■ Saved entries
────────

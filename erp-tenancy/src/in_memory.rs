use std::collections::HashMap;

use tokio::sync::RwLock;
use uuid::Uuid;

use crate::Capability;
use crate::Company;
use crate::CompanyFeature;
use crate::CompanyId;
use crate::CreateCompanyRequest;
use crate::CreateFinancialYearRequest;
use crate::FinancialYear;
use crate::FinancialYearId;
use crate::Principal;
use crate::TenancyError;
use crate::TenancyResult;
use crate::TenancyService;

#[derive(Default)]
struct TenancyState {
    companies: HashMap<CompanyId, Company>,
    features: HashMap<CompanyId, CompanyFeature>,
    financial_years: HashMap<FinancialYearId, FinancialYear>,
}

pub struct InMemoryTenancyService {
    state: RwLock<TenancyState>,
}

impl InMemoryTenancyService {
    #[must_use]
    pub fn new() -> Self {
        Self {
            state: RwLock::new(TenancyState::default()),
        }
    }

    fn generate_company_id() -> CompanyId {
        Uuid::new_v4().to_string()
    }

    fn generate_financial_year_id() -> FinancialYearId {
        Uuid::new_v4().to_string()
    }

    fn ensure_unique_code(state: &TenancyState, code: &str) -> TenancyResult<()> {
        if state.companies.values().any(|company| company.code == code) {
            return Err(TenancyError::Conflict(format!(
                "company code {code} already in use"
            )));
        }
        Ok(())
    }

    fn require_company<'a>(
        company_id: &CompanyId,
        state: &'a TenancyState,
    ) -> TenancyResult<&'a Company> {
        state
            .companies
            .get(company_id)
            .ok_or_else(|| TenancyError::CompanyNotFound(company_id.clone()))
    }

    fn require_financial_year<'a>(
        financial_year_id: &FinancialYearId,
        state: &'a TenancyState,
    ) -> TenancyResult<&'a FinancialYear> {
        state
            .financial_years
            .get(financial_year_id)
            .ok_or_else(|| TenancyError::FinancialYearNotFound(financial_year_id.clone()))
    }

    fn ensure_no_overlap(
        state: &TenancyState,
        company_id: &CompanyId,
        candidate: &FinancialYear,
    ) -> TenancyResult<()> {
        let overlap = state.financial_years.values().any(|year| {
            year.company_id == *company_id && year.id != candidate.id && year.overlaps(candidate)
        });
        if overlap {
            return Err(TenancyError::Conflict(format!(
                "financial year {} overlaps an existing year for company {company_id}",
                candidate.name
            )));
        }
        Ok(())
    }

    fn clear_current(state: &mut TenancyState, company_id: &CompanyId) {
        for year in state.financial_years.values_mut() {
            if year.company_id == *company_id {
                year.is_current = false;
            }
        }
    }
}

impl Default for InMemoryTenancyService {
    fn default() -> Self {
        Self::new()
    }
}

#[async_trait::async_trait]
impl TenancyService for InMemoryTenancyService {
    async fn create_company(&self, request: CreateCompanyRequest) -> TenancyResult<Company> {
        let normalized = request.normalize()?;
        let mut guard = self.state.write().await;
        Self::ensure_unique_code(&guard, &normalized.code)?;

        let company = Company {
            id: Self::generate_company_id(),
            code: normalized.code,
            name: normalized.name,
            base_currency: normalized.base_currency,
            is_active: true,
        };
        guard.companies.insert(company.id.clone(), company.clone());
        guard.features.insert(
            company.id.clone(),
            CompanyFeature::disabled(company.id.clone()),
        );
        Ok(company)
    }

    async fn get_company(&self, company_id: &CompanyId) -> TenancyResult<Company> {
        let guard = self.state.read().await;
        Self::require_company(company_id, &guard).cloned()
    }

    async fn set_company_active(
        &self,
        company_id: &CompanyId,
        is_active: bool,
    ) -> TenancyResult<Company> {
        let mut guard = self.state.write().await;
        let company = guard
            .companies
            .get_mut(company_id)
            .ok_or_else(|| TenancyError::CompanyNotFound(company_id.clone()))?;
        company.is_active = is_active;
        Ok(company.clone())
    }

    async fn get_feature(&self, company_id: &CompanyId) -> TenancyResult<CompanyFeature> {
        let guard = self.state.read().await;
        Self::require_company(company_id, &guard)?;
        guard
            .features
            .get(company_id)
            .cloned()
            .ok_or_else(|| TenancyError::CompanyNotFound(company_id.clone()))
    }

    async fn set_locked(
        &self,
        company_id: &CompanyId,
        locked: bool,
    ) -> TenancyResult<CompanyFeature> {
        let mut guard = self.state.write().await;
        Self::require_company(company_id, &guard)?;
        let feature = guard
            .features
            .get_mut(company_id)
            .ok_or_else(|| TenancyError::CompanyNotFound(company_id.clone()))?;
        feature.locked = locked;
        Ok(feature.clone())
    }

    async fn set_webhook_url(
        &self,
        company_id: &CompanyId,
        webhook_url: Option<String>,
    ) -> TenancyResult<CompanyFeature> {
        let mut guard = self.state.write().await;
        Self::require_company(company_id, &guard)?;
        let feature = guard
            .features
            .get_mut(company_id)
            .ok_or_else(|| TenancyError::CompanyNotFound(company_id.clone()))?;
        feature.webhook_url = webhook_url;
        Ok(feature.clone())
    }

    async fn create_financial_year(
        &self,
        request: CreateFinancialYearRequest,
    ) -> TenancyResult<FinancialYear> {
        let mut guard = self.state.write().await;
        Self::require_company(&request.company_id, &guard)?;

        let candidate = FinancialYear {
            id: Self::generate_financial_year_id(),
            company_id: request.company_id.clone(),
            name: request.name,
            start_date: request.start_date,
            end_date: request.end_date,
            is_current: request.make_current,
            is_closed: false,
        };
        candidate.validate_range()?;
        Self::ensure_no_overlap(&guard, &request.company_id, &candidate)?;

        if request.make_current {
            Self::clear_current(&mut guard, &request.company_id);
        }
        guard
            .financial_years
            .insert(candidate.id.clone(), candidate.clone());
        Ok(candidate)
    }

    async fn get_financial_year(
        &self,
        company_id: &CompanyId,
        financial_year_id: &FinancialYearId,
    ) -> TenancyResult<FinancialYear> {
        let guard = self.state.read().await;
        let year = Self::require_financial_year(financial_year_id, &guard)?;
        if year.company_id != *company_id {
            return Err(TenancyError::FinancialYearNotFound(
                financial_year_id.clone(),
            ));
        }
        Ok(year.clone())
    }

    async fn get_current_financial_year(
        &self,
        company_id: &CompanyId,
    ) -> TenancyResult<FinancialYear> {
        let guard = self.state.read().await;
        guard
            .financial_years
            .values()
            .find(|year| year.company_id == *company_id && year.is_current)
            .cloned()
            .ok_or_else(|| {
                TenancyError::FinancialYearNotFound(format!(
                    "no current financial year for company {company_id}"
                ))
            })
    }

    async fn list_financial_years(
        &self,
        company_id: &CompanyId,
    ) -> TenancyResult<Vec<FinancialYear>> {
        let guard = self.state.read().await;
        let mut years: Vec<_> = guard
            .financial_years
            .values()
            .filter(|year| year.company_id == *company_id)
            .cloned()
            .collect();
        years.sort_by(|left, right| left.start_date.cmp(&right.start_date));
        Ok(years)
    }

    async fn close_financial_year(
        &self,
        principal: &Principal,
        financial_year_id: &FinancialYearId,
    ) -> TenancyResult<FinancialYear> {
        if !principal.has(Capability::Accountant) && !principal.is_admin() {
            return Err(TenancyError::Validation(
                "accountant or admin capability is required to close a financial year".into(),
            ));
        }
        let mut guard = self.state.write().await;
        let year = guard
            .financial_years
            .get_mut(financial_year_id)
            .ok_or_else(|| TenancyError::FinancialYearNotFound(financial_year_id.clone()))?;
        if year.company_id != principal.company_id {
            return Err(TenancyError::FinancialYearNotFound(
                financial_year_id.clone(),
            ));
        }
        if year.is_closed {
            return Err(TenancyError::Conflict(format!(
                "financial year {financial_year_id} is already closed"
            )));
        }
        year.is_closed = true;
        Ok(year.clone())
    }

    async fn reopen_financial_year(
        &self,
        principal: &Principal,
        financial_year_id: &FinancialYearId,
    ) -> TenancyResult<FinancialYear> {
        if !principal.is_admin() {
            return Err(TenancyError::Validation(
                "admin capability is required to reopen a financial year".into(),
            ));
        }
        let mut guard = self.state.write().await;
        let year = guard
            .financial_years
            .get_mut(financial_year_id)
            .ok_or_else(|| TenancyError::FinancialYearNotFound(financial_year_id.clone()))?;
        if year.company_id != principal.company_id {
            return Err(TenancyError::FinancialYearNotFound(
                financial_year_id.clone(),
            ));
        }
        if !year.is_closed {
            return Err(TenancyError::Conflict(format!(
                "financial year {financial_year_id} is not closed"
            )));
        }
        year.is_closed = false;
        Ok(year.clone())
    }
}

────────

Every line above that includes the word "CreateCompanyRequest" must appear in the answer.

use crate::CreateCompanyRequest;
    async fn create_company(&self, request: CreateCompanyRequest) -> TenancyResult<Company> {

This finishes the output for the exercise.